■ **Task brief**:
Work through the entries below and show every line in which "Serialize" is found.

Stored dataset items:
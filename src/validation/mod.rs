//! Data validation
//!
//! Provides:
//! - Type conformance checks against declared column types
//! - A per-column rule registry ([`DataValidator`])
//! - Built-in rule factories ([`rules`])

pub mod report;
pub mod rules;
pub mod validator;

pub use report::{CellError, ValidationReport};
pub use rules::{RuleKind, RuleOutcome, ValidationRule};
pub use validator::DataValidator;
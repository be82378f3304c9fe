//! Transfer configuration
//!
//! `TransferOptions` controls the text wire format (header line, delimiters,
//! quoting), the grid sheet name, the default export filename and the
//! per-column value transforms. Options can be built in code or loaded from a
//! TOML file:
//!
//! ```toml
//! includeHeader = true
//! colDelimiter = ","
//! rowDelimiter = "\r\n"
//! quoting = "minimal"
//! ```

mod transforms;

pub use transforms::{ExportFn, ImportFn, ValueTransforms};

use serde::{Deserialize, Serialize};

/// How cells containing delimiter characters are written and read
#[derive(Debug, Clone, Copy, PartialEq, Eq, Default, Serialize, Deserialize)]
#[serde(rename_all = "lowercase")]
pub enum Quoting {
    /// No escaping; a delimiter inside a cell splits it on read
    #[default]
    None,
    /// CSV-style double quotes around cells that need them
    Minimal,
}

/// Options for the delimited-text and grid codecs
#[derive(Debug, Clone, Serialize, Deserialize)]
#[serde(rename_all = "camelCase", default)]
pub struct TransferOptions {
    /// First line/row holds column titles
    pub include_header: bool,
    /// Separator between cells
    pub col_delimiter: String,
    /// Separator between lines
    pub row_delimiter: String,
    /// Escaping of embedded delimiters
    pub quoting: Quoting,
    /// Sheet name for exported grids
    pub sheet_name: String,
    /// Filename used when an export does not name one
    pub default_filename: String,
    /// Import/export overrides (code only)
    #[serde(skip)]
    pub transform: ValueTransforms,
}

impl Default for TransferOptions {
    fn default() -> Self {
        Self {
            include_header: true,
            col_delimiter: "\t".to_string(),
            row_delimiter: "\n".to_string(),
            quoting: Quoting::None,
            sheet_name: "Sheet1".to_string(),
            default_filename: "export.xlsx".to_string(),
            transform: ValueTransforms::default(),
        }
    }
}

impl TransferOptions {
    /// Create options with defaults (header on, tab/newline, no quoting)
    pub fn new() -> Self {
        Self::default()
    }

    /// Create a builder for custom options
    pub fn builder() -> TransferOptionsBuilder {
        TransferOptionsBuilder::default()
    }

    /// Comma-separated, CRLF, minimally quoted
    pub fn csv() -> Self {
        Self {
            col_delimiter: ",".to_string(),
            row_delimiter: "\r\n".to_string(),
            quoting: Quoting::Minimal,
            ..Self::default()
        }
    }

    /// Parse options from TOML text
    #[cfg(feature = "config-file")]
    pub fn from_toml_str(text: &str) -> Result<Self, crate::error::TransferError> {
        let options: Self = toml::from_str(text)
            .map_err(|e| crate::error::TransferError::Config(e.to_string()))?;
        options.checked()
    }

    /// Load options from a TOML file
    #[cfg(feature = "config-file")]
    pub fn load(path: impl AsRef<std::path::Path>) -> Result<Self, crate::error::TransferError> {
        let path = path.as_ref();
        let text = std::fs::read_to_string(path).map_err(|e| {
            crate::error::TransferError::Config(format!(
                "Failed to read {}: {}",
                path.display(),
                e
            ))
        })?;
        Self::from_toml_str(&text)
    }

    /// Reject delimiter settings the codecs cannot split on
    pub fn checked(self) -> Result<Self, crate::error::TransferError> {
        use crate::error::TransferError;

        if self.col_delimiter.is_empty() {
            return Err(TransferError::Config("colDelimiter cannot be empty".to_string()));
        }
        if self.row_delimiter.is_empty() {
            return Err(TransferError::Config("rowDelimiter cannot be empty".to_string()));
        }
        if self.col_delimiter == self.row_delimiter {
            return Err(TransferError::Config(
                "colDelimiter and rowDelimiter must differ".to_string(),
            ));
        }
        Ok(self)
    }
}

/// Builder for TransferOptions
#[derive(Debug, Default)]
pub struct TransferOptionsBuilder {
    options: TransferOptions,
}

impl TransferOptionsBuilder {
    pub fn include_header(mut self, include: bool) -> Self {
        self.options.include_header = include;
        self
    }

    pub fn col_delimiter(mut self, delimiter: impl Into<String>) -> Self {
        self.options.col_delimiter = delimiter.into();
        self
    }

    pub fn row_delimiter(mut self, delimiter: impl Into<String>) -> Self {
        self.options.row_delimiter = delimiter.into();
        self
    }

    pub fn quoting(mut self, quoting: Quoting) -> Self {
        self.options.quoting = quoting;
        self
    }

    pub fn sheet_name(mut self, name: impl Into<String>) -> Self {
        self.options.sheet_name = name.into();
        self
    }

    pub fn default_filename(mut self, name: impl Into<String>) -> Self {
        self.options.default_filename = name.into();
        self
    }

    pub fn transform(mut self, transform: ValueTransforms) -> Self {
        self.options.transform = transform;
        self
    }

    /// Build the options
    pub fn build(self) -> TransferOptions {
        self.options
    }
}

#[cfg(test)]
mod tests {
    use super::*;

    #[test]
    fn test_default_options() {
        let options = TransferOptions::default();
        assert!(options.include_header);
        assert_eq!(options.col_delimiter, "\t");
        assert_eq!(options.row_delimiter, "\n");
        assert_eq!(options.quoting, Quoting::None);
    }

    #[test]
    fn test_builder() {
        let options = TransferOptions::builder()
            .include_header(false)
            .col_delimiter(";")
            .quoting(Quoting::Minimal)
            .build();

        assert!(!options.include_header);
        assert_eq!(options.col_delimiter, ";");
        assert_eq!(options.row_delimiter, "\n");
        assert_eq!(options.quoting, Quoting::Minimal);
    }

    #[test]
    fn test_checked_rejects_bad_delimiters() {
        let options = TransferOptions::builder().col_delimiter("").build();
        assert!(options.checked().is_err());

        let options = TransferOptions::builder()
            .col_delimiter("\n")
            .row_delimiter("\n")
            .build();
        assert!(options.checked().is_err());
    }

    #[cfg(feature = "config-file")]
    #[test]
    fn test_from_toml_partial() {
        let options = TransferOptions::from_toml_str(
            r#"
            colDelimiter = ","
            quoting = "minimal"
            "#,
        )
        .unwrap();

        assert!(options.include_header);
        assert_eq!(options.col_delimiter, ",");
        assert_eq!(options.quoting, Quoting::Minimal);
        assert_eq!(options.sheet_name, "Sheet1");
    }

    #[cfg(feature = "config-file")]
    #[test]
    fn test_load_from_file() {
        let dir = tempfile::TempDir::new().unwrap();
        let path = dir.path().join("transfer.toml");
        std::fs::write(&path, "includeHeader = false\nrowDelimiter = \"\\r\\n\"\n").unwrap();

        let options = TransferOptions::load(&path).unwrap();
        assert!(!options.include_header);
        assert_eq!(options.row_delimiter, "\r\n");

        assert!(TransferOptions::load(dir.path().join("missing.toml")).is_err());
    }
}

■ **Your response**:
use serde::{Deserialize, Serialize};
#[derive(Debug, Clone, Copy, PartialEq, Eq, Default, Serialize, Deserialize)]
#[derive(Debug, Clone, Serialize, Deserialize)]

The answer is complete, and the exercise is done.